Welcome to the Cosmopolitan Era of the United States Men's National Soccer Team
Why this matters
FIFA's looser rules around national team eligibility have combined with the globalization of football and the growth of soccer in the United States to create a more cosmopolitan Team USA than ever before.
Earlier this month, the United States Soccer Federation unveiled the names of the 26 men who would represent the nation at the 2022 FIFA World Cup in Qatar in a loud and colorful TV broadcast at a stereotypically postmodern Brooklyn concert venue, replete with ESPN cameras and a who’s-who of American soccer cognoscenti. This is what soccer looks like now: a perpetual motion machine for making events.
But if you looked past the hues of red, white, and blue, and managed to hear over the din of the DJ and the MC, you would have spotted signs of another way in which international soccer has fundamentally shifted.
It was visible in the birthplaces of some of the lucky men who made the final roster as they flashed across the screen:
Southend-on-Sea, England
Almere, the Netherlands
Milton Keynes, England
It was audible in the range of accents that you’ll hear if you spend time listening to this national team speak. Antonee Robinson’s scouse accent from his teenage years spent in Liverpool. Sergiño Dest and his heavy Dutch inflection. Yunus Musah’s faint cockney picked up during a childhood that began in New York City, before his Ghanaian parents moved him to Italy and then London. Then again, Tim Weah, the son of Liberian President and Ballon d’Or winner George Weah, never lost his American brogue after he moved to Paris when he was 14.

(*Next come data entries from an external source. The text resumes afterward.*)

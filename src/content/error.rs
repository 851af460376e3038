//! Errors raised while loading a post

use thiserror::Error;

/// A post could not be found or failed to load.
///
/// All variants describe the same failure from the caller's point of view;
/// they are kept apart so the server can pick a status code and the logs say
/// what went wrong.
#[derive(Debug, Error)]
pub enum LoadError {
    #[error("no post found for slug '{0}'")]
    NotFound(String),

    #[error("invalid slug '{0}'")]
    InvalidSlug(String),

    #[error("failed to read post '{slug}': {source}")]
    Read {
        slug: String,
        #[source]
        source: std::io::Error,
    },

    #[error("malformed front-matter in post '{slug}': {message}")]
    FrontMatter { slug: String, message: String },
}

impl LoadError {
    /// Whether the failure means "there is no such post".
    pub fn is_not_found(&self) -> bool {
        matches!(self, LoadError::NotFound(_) | LoadError::InvalidSlug(_))
    }

    /// Attach a slug to a front-matter parse failure
    pub(crate) fn front_matter(slug: &str, message: impl ToString) -> Self {
        LoadError::FrontMatter {
            slug: slug.to_string(),
            message: message.to_string(),
        }
    }
}
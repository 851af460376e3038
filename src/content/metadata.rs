//! Post metadata taken from front-matter

use chrono::{DateTime, Local, NaiveDate, NaiveDateTime, TimeZone};
use indexmap::IndexMap;
use serde::{Deserialize, Serialize};
use serde_json::Value;

/// Descriptive fields of a post, in the order they appear in the file.
///
/// The map is handed to the page exactly as it was written. The accessors
/// below only read from it, for sorting and listing.
#[derive(Debug, Clone, Default, PartialEq, Serialize, Deserialize)]
#[serde(transparent)]
pub struct Metadata(IndexMap<String, Value>);

impl Metadata {
    pub fn new() -> Self {
        Self::default()
    }

    pub fn get(&self, key: &str) -> Option<&Value> {
        self.0.get(key)
    }

    pub fn len(&self) -> usize {
        self.0.len()
    }

    pub fn is_empty(&self) -> bool {
        self.0.is_empty()
    }

    pub fn keys(&self) -> impl Iterator<Item = &str> {
        self.0.keys().map(String::as_str)
    }

    /// The `title` field, if it is a string
    pub fn title(&self) -> Option<&str> {
        self.get("title").and_then(Value::as_str)
    }

    /// The `date` field parsed into a local timestamp
    pub fn date(&self) -> Option<DateTime<Local>> {
        self.get("date")
            .and_then(Value::as_str)
            .and_then(parse_date_string)
    }

    /// Tags, accepting either `tags: rust` or `tags: [rust, web]`
    pub fn tags(&self) -> Vec<String> {
        match self.get("tags") {
            Some(Value::String(tag)) => vec![tag.clone()],
            Some(Value::Array(items)) => items
                .iter()
                .filter_map(|item| item.as_str().map(str::to_string))
                .collect(),
            _ => Vec::new(),
        }
    }

    /// Posts are published unless they say `published: false`
    pub fn published(&self) -> bool {
        self.get("published")
            .and_then(Value::as_bool)
            .unwrap_or(true)
    }
}

impl From<IndexMap<String, Value>> for Metadata {
    fn from(map: IndexMap<String, Value>) -> Self {
        Self(map)
    }
}

/// Parse a date string in various formats
pub fn parse_date_string(s: &str) -> Option<DateTime<Local>> {
    let s = s.trim();

    let datetime_formats = [
        "%Y-%m-%d %H:%M:%S",
        "%Y/%m/%d %H:%M:%S",
        "%Y-%m-%d %H:%M",
        "%Y/%m/%d %H:%M",
        "%Y-%m-%dT%H:%M:%S",
        "%Y-%m-%dT%H:%M:%S%.f",
    ];

    for fmt in datetime_formats {
        if let Ok(dt) = NaiveDateTime::parse_from_str(s, fmt) {
            return Local.from_local_datetime(&dt).earliest();
        }
    }

    for fmt in ["%Y-%m-%d", "%Y/%m/%d"] {
        if let Ok(d) = NaiveDate::parse_from_str(s, fmt) {
            let dt = d.and_hms_opt(0, 0, 0)?;
            return Local.from_local_datetime(&dt).earliest();
        }
    }

    // RFC 3339 / ISO 8601 with offset
    if let Ok(dt) = DateTime::parse_from_rfc3339(s) {
        return Some(dt.with_timezone(&Local));
    }

    None
}
//! Content module - slugs, content stores, front-matter and rendering

mod error;
pub mod frontmatter;
pub mod loader;
mod markdown;
mod metadata;
mod post;
mod slug;
pub mod store;

pub use error::LoadError;
pub use loader::PostLoader;
pub use markdown::{MarkdownRenderer, MORE_MARKER};
pub use metadata::{parse_date_string, Metadata};
pub use post::{post_path, Post, PostSummary, RenderedPost};
pub use slug::Slug;
pub use store::{ContentStore, DirStore, MemoryStore};
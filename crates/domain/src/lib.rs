//! Domain layer for the order service.
//!
//! This crate provides the order model shared by the store and the
//! placement saga:
//! - `OrderHeader` with integer money totals and a status state machine
//! - `OrderLineItem` holding the price/title snapshot taken at order time
//! - `SkuSnapshot` as returned by the inventory service
//! - `PlaceOrder` command with request normalization

pub mod order;

pub use order::{
    Money, OrderCharges, OrderDraft, OrderError, OrderHeader, OrderLineItem, OrderRequestItem,
    OrderStatus, PlaceOrder, PricedLine, ShippingAddress, SkuSnapshot,
};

The facts and sounds of this national team reflect not just the diversity of the country they represent but a new era in the global game. Globalization has created a pitched recruitment battle among nations that doesn’t feel all that different from the perpetual arms race for talent in the club game. With so many multinational people across the planet, more soccer players now have eligibility to play for several national teams. As a result, the makeup of the international game has changed dramatically.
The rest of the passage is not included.